The alanine cycle also serves other purposes, such as the recycling of carbon skeletons in skeletal muscle and the liver, and participation in the transport of ammonium to the liver and conversion into urea.

Studies have demonstrated that the glucose-alanine cycle may play a direct role in regulation of hepatic (liver) mitochondrial oxidation, particularly during periods of extended fasting. Hepatic mitochondrial oxidation is a key process in the metabolism of glucose and fatty acids, involving the Citric Acid Cycle and oxidative phosphorylation, for the generation of ATP. Understanding the factors that influence hepatic mitochondrial oxidation are of great interest due to its function in mediating diseases such as Non-Alcoholic Fatty Liver Disease (NAFLD), Non-Alcoholic steatohepatitis (NASH), and Type 2 Diabetes. A current active area of research is attempting to exploit the regulatory role of hepatic mitochondrial oxidation for the purpose of developing both targeted and non targeted therapeutics for such diseases. The glucose-alanine cycle may be one of these key factors. A study performed on both rodents and humans showed that decreased alanine turnover during a 60 hour period of fasting did correlate with a notable reduction in hepatic mitochondrial oxidation, as compared to subjects who underwent a 12 hour overnight fast. The rate of oxidative activity was quantified primarily by monitoring rates of Citrate Synthase flux (V_{CS} ), a critical enzyme in the process of mitochondrial oxidation. To confirm whether or not the glucose-alanine cycle has a causal relationship with the observed effect, a secondary group of patients, also subjected to the same fasting conditions, were subsequently injected with a dose of L-alanine. Post-infusion, the 60 hour fasted patients showed a marked increase in hepatic mitochondrial oxidation, confirming the relationship.
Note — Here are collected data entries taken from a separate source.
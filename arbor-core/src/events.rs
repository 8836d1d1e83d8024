//! Instance lifecycle and transition notifications.

use chrono::{DateTime, Utc};
use parking_lot::Mutex;
use serde::{Deserialize, Serialize};
use std::collections::{HashMap, VecDeque};
use std::sync::atomic::{AtomicBool, Ordering};
use std::sync::Arc;
use tokio::sync::broadcast;
use tokio::sync::broadcast::error::TryRecvError;
use tracing::warn;

#[derive(Debug, Clone, PartialEq, Eq, Serialize, Deserialize)]
#[serde(tag = "event", rename_all = "snake_case")]
pub enum AutomatonEvent {
    Created {
        instance: String,
    },
    Destroyed {
        instance: String,
    },
    /// `from` and `to` are persistent ids.
    Transitioned {
        instance: String,
        from: String,
        to: String,
        transition: String,
    },
    Loaded {
        instance: String,
    },
}

#[derive(Debug, Clone, Copy, PartialEq, Eq, Hash, Serialize, Deserialize)]
#[serde(rename_all = "snake_case")]
pub enum EventKind {
    Created,
    Destroyed,
    Transitioned,
    Loaded,
}

impl AutomatonEvent {
    pub fn kind(&self) -> EventKind {
        match self {
            AutomatonEvent::Created { .. } => EventKind::Created,
            AutomatonEvent::Destroyed { .. } => EventKind::Destroyed,
            AutomatonEvent::Transitioned { .. } => EventKind::Transitioned,
            AutomatonEvent::Loaded { .. } => EventKind::Loaded,
        }
    }

    pub fn instance(&self) -> &str {
        match self {
            AutomatonEvent::Created { instance }
            | AutomatonEvent::Destroyed { instance }
            | AutomatonEvent::Transitioned { instance, .. }
            | AutomatonEvent::Loaded { instance } => instance,
        }
    }
}

/// An event as delivered, with its bus sequence number.
#[derive(Debug, Clone, PartialEq, Serialize, Deserialize)]
pub struct EventRecord {
    pub sequence: u64,
    pub at: DateTime<Utc>,
    #[serde(flatten)]
    pub event: AutomatonEvent,
}

/// Subscription filter.
#[derive(Debug, Clone, Default)]
pub struct EventFilter {
    /// Only events for these instances (empty = all).
    pub instances: Vec<String>,
    /// Only these event kinds (empty = all).
    pub kinds: Vec<EventKind>,
}

impl EventFilter {
    pub fn all() -> Self {
        Self::default()
    }

    pub fn instance(name: impl Into<String>) -> Self {
        Self {
            instances: vec![name.into()],
            kinds: Vec::new(),
        }
    }

    pub fn with_kind(mut self, kind: EventKind) -> Self {
        self.kinds.push(kind);
        self
    }

    /// Returns true if the event matches this filter.
    pub fn matches(&self, event: &AutomatonEvent) -> bool {
        (self.instances.is_empty() || self.instances.iter().any(|i| i == event.instance()))
            && (self.kinds.is_empty() || self.kinds.contains(&event.kind()))
    }
}

type Registry = Arc<Mutex<HashMap<String, Arc<AtomicBool>>>>;

/// Receiving end of a subscription. Dropping it unsubscribes.
#[derive(Debug)]
pub struct Subscription {
    pub id: String,
    filter: EventFilter,
    receiver: broadcast::Receiver<EventRecord>,
    closed: Arc<AtomicBool>,
    registry: Registry,
}

impl Subscription {
    pub fn filter(&self) -> &EventFilter {
        &self.filter
    }

    /// True once the bus has unsubscribed this subscription.
    pub fn is_closed(&self) -> bool {
        self.closed.load(Ordering::Acquire)
    }

    /// Returns the next matching event without blocking. Events lost to a
    /// full channel are skipped with a warning. A closed subscription
    /// yields nothing, including events queued before it was closed.
    pub fn try_next(&mut self) -> Option<EventRecord> {
        if self.is_closed() {
            return None;
        }
        loop {
            match self.receiver.try_recv() {
                Ok(record) if self.filter.matches(&record.event) => return Some(record),
                Ok(_) => continue,
                Err(TryRecvError::Lagged(missed)) => {
                    warn!(subscription = %self.id, missed, "subscriber lagged; events dropped");
                    continue;
                }
                Err(TryRecvError::Empty) | Err(TryRecvError::Closed) => return None,
            }
        }
    }

    /// Drains every matching event currently queued.
    pub fn drain(&mut self) -> Vec<EventRecord> {
        std::iter::from_fn(|| self.try_next()).collect()
    }
}

impl Drop for Subscription {
    fn drop(&mut self) {
        self.registry.lock().remove(&self.id);
    }
}

/// Broadcasts events to subscribers and keeps a bounded history.
#[derive(Debug)]
pub struct EventBus {
    sender: broadcast::Sender<EventRecord>,
    history: VecDeque<EventRecord>,
    history_len: usize,
    subscriptions: Registry,
    sequence: u64,
}

impl EventBus {
    pub fn new(channel_capacity: usize, history_len: usize) -> Self {
        let (sender, _) = broadcast::channel(channel_capacity.max(1));
        Self {
            sender,
            history: VecDeque::with_capacity(history_len.min(1024)),
            history_len,
            subscriptions: Arc::new(Mutex::new(HashMap::new())),
            sequence: 0,
        }
    }

    pub fn subscribe(&mut self, filter: EventFilter) -> Subscription {
        let id = format!("sub-{}", uuid::Uuid::new_v4());
        let closed = Arc::new(AtomicBool::new(false));
        self.subscriptions.lock().insert(id.clone(), Arc::clone(&closed));
        Subscription {
            id,
            filter,
            receiver: self.sender.subscribe(),
            closed,
            registry: Arc::clone(&self.subscriptions),
        }
    }

    /// Closes the subscription so it receives nothing further. Returns true
    /// if it was found.
    pub fn unsubscribe(&mut self, subscription_id: &str) -> bool {
        match self.subscriptions.lock().remove(subscription_id) {
            Some(closed) => {
                closed.store(true, Ordering::Release);
                true
            }
            None => false,
        }
    }

    pub fn subscription_count(&self) -> usize {
        self.subscriptions.lock().len()
    }

    pub fn publish(&mut self, event: AutomatonEvent) -> u64 {
        self.sequence += 1;
        let record = EventRecord {
            sequence: self.sequence,
            at: Utc::now(),
            event,
        };

        if self.history_len > 0 {
            while self.history.len() >= self.history_len {
                self.history.pop_front();
            }
            self.history.push_back(record.clone());
        }

        // No receivers is not an error.
        let _ = self.sender.send(record);
        self.sequence
    }

    /// Events still in the history ring, oldest first.
    pub fn history(&self) -> impl Iterator<Item = &EventRecord> {
        self.history.iter()
    }

    pub fn history_matching<'a>(&'a self, filter: &'a EventFilter) -> impl Iterator<Item = &'a EventRecord> + 'a {
        self.history.iter().filter(move |r| filter.matches(&r.event))
    }
}

impl Default for EventBus {
    fn default() -> Self {
        Self::new(1024, 256)
    }
}

#[cfg(test)]
mod tests {
    use super::*;

    fn created(name: &str) -> AutomatonEvent {
        AutomatonEvent::Created {
            instance: name.to_string(),
        }
    }

    #[test]
    fn test_filtered_subscription() {
        let mut bus = EventBus::default();
        let mut all = bus.subscribe(EventFilter::all());
        let mut only_b = bus.subscribe(EventFilter::instance("b").with_kind(EventKind::Destroyed));

        bus.publish(created("a"));
        bus.publish(created("b"));
        bus.publish(AutomatonEvent::Destroyed {
            instance: "b".into(),
        });

        assert_eq!(all.drain().len(), 3);
        let got = only_b.drain();
        assert_eq!(got.len(), 1);
        assert_eq!(got[0].sequence, 3);
        assert!(only_b.try_next().is_none());
    }

    #[test]
    fn test_history_is_bounded() {
        let mut bus = EventBus::new(16, 2);
        for name in ["a", "b", "c"] {
            bus.publish(created(name));
        }
        let names: Vec<&str> = bus.history().map(|r| r.event.instance()).collect();
        assert_eq!(names, vec!["b", "c"]);
    }

    #[test]
    fn test_lagged_subscriber_recovers() {
        let mut bus = EventBus::new(2, 0);
        let mut sub = bus.subscribe(EventFilter::all());
        for name in ["a", "b", "c", "d"] {
            bus.publish(created(name));
        }
        let got: Vec<String> = sub.drain().into_iter().map(|r| r.event.instance().to_string()).collect();
        assert_eq!(got, vec!["c", "d"]);
    }

    #[test]
    fn test_subscription_ids() {
        let mut bus = EventBus::default();
        let sub = bus.subscribe(EventFilter::all());
        assert!(sub.id.starts_with("sub-"));
        assert_eq!(bus.subscription_count(), 1);
        assert!(bus.unsubscribe(&sub.id));
        assert!(!bus.unsubscribe(&sub.id));
    }

    #[test]
    fn test_unsubscribed_receives_nothing() {
        let mut bus = EventBus::default();
        let mut sub = bus.subscribe(EventFilter::all());
        let mut other = bus.subscribe(EventFilter::all());
        bus.publish(created("a"));

        assert!(bus.unsubscribe(&sub.id));
        assert!(sub.is_closed());
        bus.publish(created("b"));
        assert!(sub.try_next().is_none());
        assert!(sub.drain().is_empty());
        assert_eq!(other.drain().len(), 2);
        assert!(!other.is_closed());
    }

    #[test]
    fn test_dropped_subscription_is_removed() {
        let mut bus = EventBus::default();
        let kept = bus.subscribe(EventFilter::all());
        let dropped = bus.subscribe(EventFilter::all());
        let id = dropped.id.clone();
        assert_eq!(bus.subscription_count(), 2);

        drop(dropped);
        assert_eq!(bus.subscription_count(), 1);
        assert!(!bus.unsubscribe(&id));

        assert!(bus.unsubscribe(&kept.id));
        drop(kept);
        assert_eq!(bus.subscription_count(), 0);
    }

    #[test]
    fn test_event_json() {
        let json = serde_json::to_value(AutomatonEvent::Transitioned {
            instance: "p".into(),
            from: "S".into(),
            to: "S/A".into(),
            transition: "go".into(),
        })
        .unwrap();
        assert_eq!(json["event"], "transitioned");
        assert_eq!(json["to"], "S/A");
    }
}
The glucose-alanine cycle may also be of significant clinical relevance in oncological (cancer) pathogenesis. A 2020 study explored the role of the glucose-alanine cycle in the metabolic reprogramming of Hepatocellular Carcinoma (HCC). HCC is the most common form of liver cancer and the third most common cause of cancer-related deaths worldwide. The search for alternative treatment options remains a lucrative area of research as current available therapeutics (surgery, radiotherapy, chemotherapy) generally have severe side effects and/or low success rates with HCC. One common characteristic of many novel alternative and/or supplementary treatments is the targeting of cellular metabolism of cancer cells, due to their general hyper-metabolic state which favors rapid growth and proliferation. In conjunction with consuming glucose at a much more rapid rate than healthy cells, cancers cells heavily rely on amino acid metabolism to satisfy their avid nutritional needs. The researchers involved in this study speculated exogenous alanine, processed via the glucose-alanine cycle, to be one of the alternative energy sources for HCC cells in a nutrient deficient environment and that this dependency can be harnessed for targeted therapy. To demonstrate this experimentally, HCC cells were cultured in vitro in a nutrient poor media and then supplied with alanine. The alanine supplication was enough to promote HCC cell growth under those conditions- a phenomenon called metabolic reprogramming. Next, they performed a series of over expression and loss of function experiments and determined that specifically Glutamic Pyruvate Transaminase 1 (GPT1) is the GPT isomer primarily involved in alanine turnover in HCC cells, consistent with previous findings that GPT1 tends to be found in the liver. They proceeded by treating the metabolically reprogrammed HCC cells with Berberine, a naturally occurring inhibitor of GPT1; the observed affect was to curb ATP production and subsequently the growth of the alanine-supplied cancer cells. Their study demonstrated that components of the glucose-alanine cycle, particularly GPT1, may be a good choice as a target for alternative HCC therapies and that Berberine, as a plant- derived selective GPT1 inhibitor, has potential for use in one of these novel medicines. The concept of alanine as an alternative fuel for cancer cells was similarly demonstrated in other studies performed on pancreatic cancer cells.